§ **Exercise prompt**: Reproduce, please, only the lines from the first line below to the line containing "to it through", inclusive.

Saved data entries
***

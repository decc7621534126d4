//! # World
//!
//! Owner of every simulation component and driver of the tick.
//!
//! ## Tick
//!
//! ```text
//! calendar ─► chunks ─► mobs ─► players ─► drop items
//!          ─► inbound ─► outbound ─► action queue ─► maintenance
//! ```
//!
//! Only the tick thread touches a `World`. Players talk to it through
//! [`Intent`]s sent over the channel returned by [`World::sender`]; the
//! world answers through each player's connection. A phase that fails is
//! logged with its name and the remaining phases still run.

use std::sync::atomic::{AtomicBool, Ordering};
use std::time::{Instant, SystemTime, UNIX_EPOCH};

use crossbeam_channel::{unbounded, Receiver, Sender};
use rand::{Rng, SeedableRng};
use rand_chacha::ChaCha8Rng;
use serde_json::json;
use strata_persistence::{JournalStore, NewWorld, WorldRow, WorldStore};
use strata_procedural::generator::NoiseTerrainGenerator;
use strata_procedural::{GenerationChannel, GenerationWorker, GeneratorConfig, WorldSeed};
use strata_shared::constants::{CHUNK_SIZE_X, CHUNK_SIZE_Y, CHUNK_SIZE_Z};
use strata_shared::{
    block_id, BlockAction, BlockItem, BlockPos, ChunkAddr, Packet, PacketName, PlayerId, Vec3,
};

use crate::actions::{
    make_explosion, pickat_action, ActionQueue, Deferred, Explosion, MobSpawn, PickatEvent,
    PickatInput, WorldAction, MAX_REACH,
};
use crate::blocks::BlockRegistry;
use crate::calendar::WorldCalendar;
use crate::chunk::{ChunkState, ServerChunk};
use crate::chunk_manager::ChunkManager;
use crate::config::WorldConfig;
use crate::drop_item::{deleted_packet, DropItemManager};
use crate::error::{ValidationError, WorldError, WorldResult};
use crate::mob::{delete_packet, BrainEffect, MobManager};
use crate::network::{send_all, send_selected, PacketQueue, PlayerConnection, Players, Targets};
use crate::player::{GameMode, ServerPlayer};
use crate::tick::{TickLoop, TickPhase, TickStats};
use crate::tracker::ModificationTracker;

/// Probability that a freshly generated chunk gets animals.
const NATURAL_SPAWN_CHANCE: f64 = 0.3;

/// Most animals placed in one chunk.
const NATURAL_SPAWN_MAX: usize = 3;

/// Immutable identity of the served world.
#[derive(Clone, Debug, PartialEq)]
pub struct WorldInfo {
    /// Row id
    pub id: u64,
    /// Public identifier
    pub guid: String,
    /// Display title
    pub title: String,
    /// Seed phrase
    pub seed: String,
    /// Terrain generator
    pub generator: GeneratorConfig,
    /// Spawn point
    pub pos_spawn: Vec3,
    /// Creation time, unix seconds
    pub dt: u64,
    /// Calendar offset
    pub add_time: i64,
}

impl WorldInfo {
    fn from_row(row: WorldRow) -> WorldResult<Self> {
        let generator = GeneratorConfig::from_value(&row.generator)
            .map_err(|e| WorldError::Config(format!("generator of world {}: {e}", row.guid)))?;
        Ok(Self {
            id: row.id,
            guid: row.guid,
            title: row.title,
            seed: row.seed,
            generator,
            pos_spawn: row.pos_spawn,
            dt: row.dt,
            add_time: row.add_time,
        })
    }
}

/// Something a player asks the world to do.
pub enum Intent {
    /// A player connected.
    Join {
        /// New player id
        player_id: PlayerId,
        /// Display name
        username: String,
        /// Delivery endpoint
        connection: Box<dyn PlayerConnection>,
        /// Initial game mode
        game_mode: GameMode,
    },
    /// A player disconnected.
    Leave {
        /// Player
        player_id: PlayerId,
    },
    /// Position reported by the movement integrator.
    Move {
        /// Player
        player_id: PlayerId,
        /// Feet position
        pos: Vec3,
        /// Facing
        rotate: Vec3,
    },
    /// New render distance.
    RenderDist {
        /// Player
        player_id: PlayerId,
        /// Distance in chunks
        dist: i32,
    },
    /// Request for the modify list of an observed chunk.
    ChunkLoad {
        /// Player
        player_id: PlayerId,
        /// Chunk
        addr: ChunkAddr,
    },
    /// Click on a voxel.
    Pickat {
        /// Player
        player_id: PlayerId,
        /// Click details
        event: PickatEvent,
    },
    /// Click on a mob.
    PunchMob {
        /// Player
        player_id: PlayerId,
        /// Mob row id
        mob_id: u64,
        /// Mouse button
        button: u8,
    },
    /// Hotbar selection.
    SelectSlot {
        /// Player
        player_id: PlayerId,
        /// Hotbar index
        index: usize,
    },
    /// Chat line.
    Chat {
        /// Player
        player_id: PlayerId,
        /// Text
        text: String,
    },
}
//! Spatial types shared by every crate.
//!
//! World coordinates are real-valued. A block lives at the integer lattice
//! point obtained by flooring each axis; a chunk address is the floor
//! division of a block coordinate by the chunk size on that axis.

use std::fmt;
use std::ops::{Add, AddAssign, Mul, Sub};

use serde::{Deserialize, Serialize};

use crate::constants::{CHUNK_SIZE_X, CHUNK_SIZE_Y, CHUNK_SIZE_Z};

/// Real-valued world vector - position, velocity, rotation.
#[derive(Clone, Copy, Debug, Default, PartialEq, Serialize, Deserialize)]
pub struct Vec3 {
    /// X component
    pub x: f64,
    /// Y component
    pub y: f64,
    /// Z component
    pub z: f64,
}

impl Vec3 {
    /// Zero vector
    pub const ZERO: Self = Self::new(0.0, 0.0, 0.0);

    /// Creates a new vector.
    #[must_use]
    pub const fn new(x: f64, y: f64, z: f64) -> Self {
        Self { x, y, z }
    }

    /// Dot product
    #[must_use]
    pub fn dot(self, other: Self) -> f64 {
        self.x * other.x + self.y * other.y + self.z * other.z
    }

    /// Length
    #[must_use]
    pub fn length(self) -> f64 {
        self.dot(self).sqrt()
    }

    /// Distance to another point
    #[must_use]
    pub fn distance(self, other: Self) -> f64 {
        (self - other).length()
    }

    /// Unit vector in the same direction, or zero for the zero vector.
    #[must_use]
    pub fn normalize(self) -> Self {
        let len = self.length();
        if len == 0.0 {
            Self::ZERO
        } else {
            self * (1.0 / len)
        }
    }

    /// Block containing this point.
    #[must_use]
    #[allow(clippy::cast_possible_truncation)]
    pub fn floored(self) -> BlockPos {
        BlockPos::new(
            self.x.floor() as i32,
            self.y.floor() as i32,
            self.z.floor() as i32,
        )
    }
}

impl Add for Vec3 {
    type Output = Self;
    fn add(self, rhs: Self) -> Self {
        Self::new(self.x + rhs.x, self.y + rhs.y, self.z + rhs.z)
    }
}

impl AddAssign for Vec3 {
    fn add_assign(&mut self, rhs: Self) {
        *self = *self + rhs;
    }
}

impl Sub for Vec3 {
    type Output = Self;
    fn sub(self, rhs: Self) -> Self {
        Self::new(self.x - rhs.x, self.y - rhs.y, self.z - rhs.z)
    }
}

impl Mul<f64> for Vec3 {
    type Output = Self;
    fn mul(self, rhs: f64) -> Self {
        Self::new(self.x * rhs, self.y * rhs, self.z * rhs)
    }
}

/// Integer position of a single voxel.
#[derive(
    Clone, Copy, Debug, Default, PartialEq, Eq, Hash, PartialOrd, Ord, Serialize, Deserialize,
)]
pub struct BlockPos {
    /// X coordinate
    pub x: i32,
    /// Y coordinate
    pub y: i32,
    /// Z coordinate
    pub z: i32,
}

impl BlockPos {
    /// Creates a new block position.
    #[must_use]
    pub const fn new(x: i32, y: i32, z: i32) -> Self {
        Self { x, y, z }
    }

    /// Position shifted by the given deltas.
    #[must_use]
    pub const fn offset(self, dx: i32, dy: i32, dz: i32) -> Self {
        Self::new(self.x + dx, self.y + dy, self.z + dz)
    }

    /// Block `n` above.
    #[must_use]
    pub const fn up(self, n: i32) -> Self {
        self.offset(0, n, 0)
    }

    /// Block `n` below.
    #[must_use]
    pub const fn down(self, n: i32) -> Self {
        self.offset(0, -n, 0)
    }

    /// Converts a real vector whose components are all integral.
    ///
    /// Returns `None` for fractional or non-finite components.
    #[must_use]
    #[allow(clippy::cast_possible_truncation)]
    pub fn from_vec3_exact(v: Vec3) -> Option<Self> {
        let exact = |c: f64| {
            (c.is_finite() && c.fract() == 0.0 && c.abs() <= f64::from(i32::MAX)).then(|| c as i32)
        };
        Some(Self::new(exact(v.x)?, exact(v.y)?, exact(v.z)?))
    }

    /// Corner of the block as a real vector.
    #[must_use]
    pub fn to_vec3(self) -> Vec3 {
        Vec3::new(f64::from(self.x), f64::from(self.y), f64::from(self.z))
    }

    /// Bottom-center of the block, where drops are spawned.
    #[must_use]
    pub fn bottom_center(self) -> Vec3 {
        self.to_vec3() + Vec3::new(0.5, 0.0, 0.5)
    }

    /// Address of the chunk containing this block.
    #[must_use]
    pub const fn chunk_addr(self) -> ChunkAddr {
        ChunkAddr::from_block(self)
    }
}

impl Add for BlockPos {
    type Output = Self;
    fn add(self, rhs: Self) -> Self {
        self.offset(rhs.x, rhs.y, rhs.z)
    }
}

impl Sub for BlockPos {
    type Output = Self;
    fn sub(self, rhs: Self) -> Self {
        self.offset(-rhs.x, -rhs.y, -rhs.z)
    }
}

impl fmt::Display for BlockPos {
    fn fmt(&self, f: &mut fmt::Formatter<'_>) -> fmt::Result {
        write!(f, "{}, {}, {}", self.x, self.y, self.z)
    }
}

/// Chunk address in chunk units.
///
/// Uses floor division so that `-1` maps to chunk `-1`, not `0`.
#[derive(
    Clone, Copy, Debug, Default, PartialEq, Eq, Hash, PartialOrd, Ord, Serialize, Deserialize,
)]
pub struct ChunkAddr {
    /// Chunk X
    pub x: i32,
    /// Chunk Y
    pub y: i32,
    /// Chunk Z
    pub z: i32,
}

impl ChunkAddr {
    /// Creates a new chunk address.
    #[must_use]
    pub const fn new(x: i32, y: i32, z: i32) -> Self {
        Self { x, y, z }
    }

    /// Address of the chunk containing a block.
    #[must_use]
    pub const fn from_block(pos: BlockPos) -> Self {
        Self::new(
            pos.x.div_euclid(CHUNK_SIZE_X),
            pos.y.div_euclid(CHUNK_SIZE_Y),
            pos.z.div_euclid(CHUNK_SIZE_Z),
        )
    }

    /// Address of the chunk containing a world point.
    #[must_use]
    pub fn from_world(pos: Vec3) -> Self {
        Self::from_block(pos.floored())
    }

    /// Address shifted by the given deltas.
    #[must_use]
    pub const fn offset(self, dx: i32, dy: i32, dz: i32) -> Self {
        Self::new(self.x + dx, self.y + dy, self.z + dz)
    }

    /// Lowest-corner block of the chunk.
    #[must_use]
    pub const fn origin(self) -> BlockPos {
        BlockPos::new(
            self.x * CHUNK_SIZE_X,
            self.y * CHUNK_SIZE_Y,
            self.z * CHUNK_SIZE_Z,
        )
    }

    /// Returns true if the block lies inside this chunk.
    #[must_use]
    pub const fn contains(self, pos: BlockPos) -> bool {
        let a = Self::from_block(pos);
        a.x == self.x && a.y == self.y && a.z == self.z
    }

    /// Local (in-chunk) coordinates of a block inside this chunk.
    #[must_use]
    #[allow(clippy::cast_sign_loss)]
    pub const fn local(self, pos: BlockPos) -> (usize, usize, usize) {
        (
            pos.x.rem_euclid(CHUNK_SIZE_X) as usize,
            pos.y.rem_euclid(CHUNK_SIZE_Y) as usize,
            pos.z.rem_euclid(CHUNK_SIZE_Z) as usize,
        )
    }
}

impl fmt::Display for ChunkAddr {
    fn fmt(&self, f: &mut fmt::Formatter<'_>) -> fmt::Result {
        write!(f, "({}, {}, {})", self.x, self.y, self.z)
    }
}

/// Axis-aligned bounding box in world coordinates.
#[derive(Clone, Copy, Debug, PartialEq, Serialize, Deserialize)]
pub struct Aabb {
    /// Minimum corner
    pub min: Vec3,
    /// Maximum corner
    pub max: Vec3,
}

impl Aabb {
    /// Creates a box from two corners.
    #[must_use]
    pub const fn new(min: Vec3, max: Vec3) -> Self {
        Self { min, max }
    }

    /// Unit box occupied by a block.
    #[must_use]
    pub fn from_block(pos: BlockPos) -> Self {
        let min = pos.to_vec3();
        Self::new(min, min + Vec3::new(1.0, 1.0, 1.0))
    }

    /// Box of half-extent `half` centered on `center`.
    #[must_use]
    pub fn around(center: Vec3, half: Vec3) -> Self {
        Self::new(center - half, center + half)
    }

    /// Box grown by the given amounts on each side.
    #[must_use]
    pub fn expand(self, dx: f64, dy: f64, dz: f64) -> Self {
        let d = Vec3::new(dx, dy, dz);
        Self::new(self.min - d, self.max + d)
    }

    /// Strict overlap test; touching faces do not intersect.
    #[must_use]
    pub fn intersects(&self, other: &Self) -> bool {
        self.min.x < other.max.x
            && self.max.x > other.min.x
            && self.min.y < other.max.y
            && self.max.y > other.min.y
            && self.min.z < other.max.z
            && self.max.z > other.min.z
    }

    /// Returns true if the point is inside or on the boundary.
    #[must_use]
    pub fn contains(&self, p: Vec3) -> bool {
        p.x >= self.min.x
            && p.x <= self.max.x
            && p.y >= self.min.y
            && p.y <= self.max.y
            && p.z >= self.min.z
            && p.z <= self.max.z
    }

    /// Inclusive range of chunk addresses touched by this box.
    #[must_use]
    pub fn chunk_range(&self) -> (ChunkAddr, ChunkAddr) {
        (
            ChunkAddr::from_world(self.min),
            ChunkAddr::from_world(self.max),
        )
    }
}

#[cfg(test)]
mod tests {
    use super::*;

    #[test]
    fn test_chunk_addr_floor_division() {
        assert_eq!(ChunkAddr::from_block(BlockPos::new(0, 0, 0)), ChunkAddr::new(0, 0, 0));
        assert_eq!(ChunkAddr::from_block(BlockPos::new(15, 39, 15)), ChunkAddr::new(0, 0, 0));
        assert_eq!(ChunkAddr::from_block(BlockPos::new(16, 40, 16)), ChunkAddr::new(1, 1, 1));
        assert_eq!(ChunkAddr::from_block(BlockPos::new(-1, -1, -1)), ChunkAddr::new(-1, -1, -1));
        assert_eq!(ChunkAddr::from_block(BlockPos::new(-16, -40, -17)), ChunkAddr::new(-1, -1, -2));
    }

    #[test]
    fn test_chunk_addr_from_world_point() {
        assert_eq!(ChunkAddr::from_world(Vec3::new(-0.5, 10.0, 31.9)), ChunkAddr::new(-1, 0, 1));
    }

    #[test]
    fn test_local_coordinates() {
        let addr = ChunkAddr::new(-1, 0, 0);
        assert_eq!(addr.local(BlockPos::new(-1, 5, 3)), (15, 5, 3));
        assert!(addr.contains(BlockPos::new(-16, 0, 0)));
        assert!(!addr.contains(BlockPos::new(0, 0, 0)));
        assert_eq!(addr.origin(), BlockPos::new(-16, 0, 0));
    }

    #[test]
    fn test_exact_block_pos() {
        assert_eq!(
            BlockPos::from_vec3_exact(Vec3::new(1.0, -2.0, 3.0)),
            Some(BlockPos::new(1, -2, 3))
        );
        assert_eq!(BlockPos::from_vec3_exact(Vec3::new(1.5, 0.0, 0.0)), None);
        assert_eq!(BlockPos::from_vec3_exact(Vec3::new(f64::NAN, 0.0, 0.0)), None);
    }

    #[test]
    fn test_aabb_intersection_is_strict() {
        let a = Aabb::from_block(BlockPos::new(0, 0, 0));
        let b = Aabb::from_block(BlockPos::new(1, 0, 0));
        let c = Aabb::around(Vec3::new(1.0, 0.5, 0.5), Vec3::new(0.3, 0.3, 0.3));
        assert!(!a.intersects(&b));
        assert!(a.intersects(&c));
        assert!(b.intersects(&c));
    }

    #[test]
    fn test_normalize_zero() {
        assert_eq!(Vec3::ZERO.normalize(), Vec3::ZERO);
        let n = Vec3::new(3.0, 0.0, 4.0).normalize();
        assert!((n.length() - 1.0).abs() < 1e-9);
    }
}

***

§ **Solution to this task**:
repository decc7621534126d4
//! # World
//!
//! Owner of every simulation component and driver of the tick.
//!
//! ## Tick
//!
//! ```text
//! calendar ─► chunks ─► mobs ─► players ─► drop items
//!          ─► inbound ─► outbound ─► action queue ─► maintenance
//! ```
//!
//! Only the tick thread touches a `World`. Players talk to it through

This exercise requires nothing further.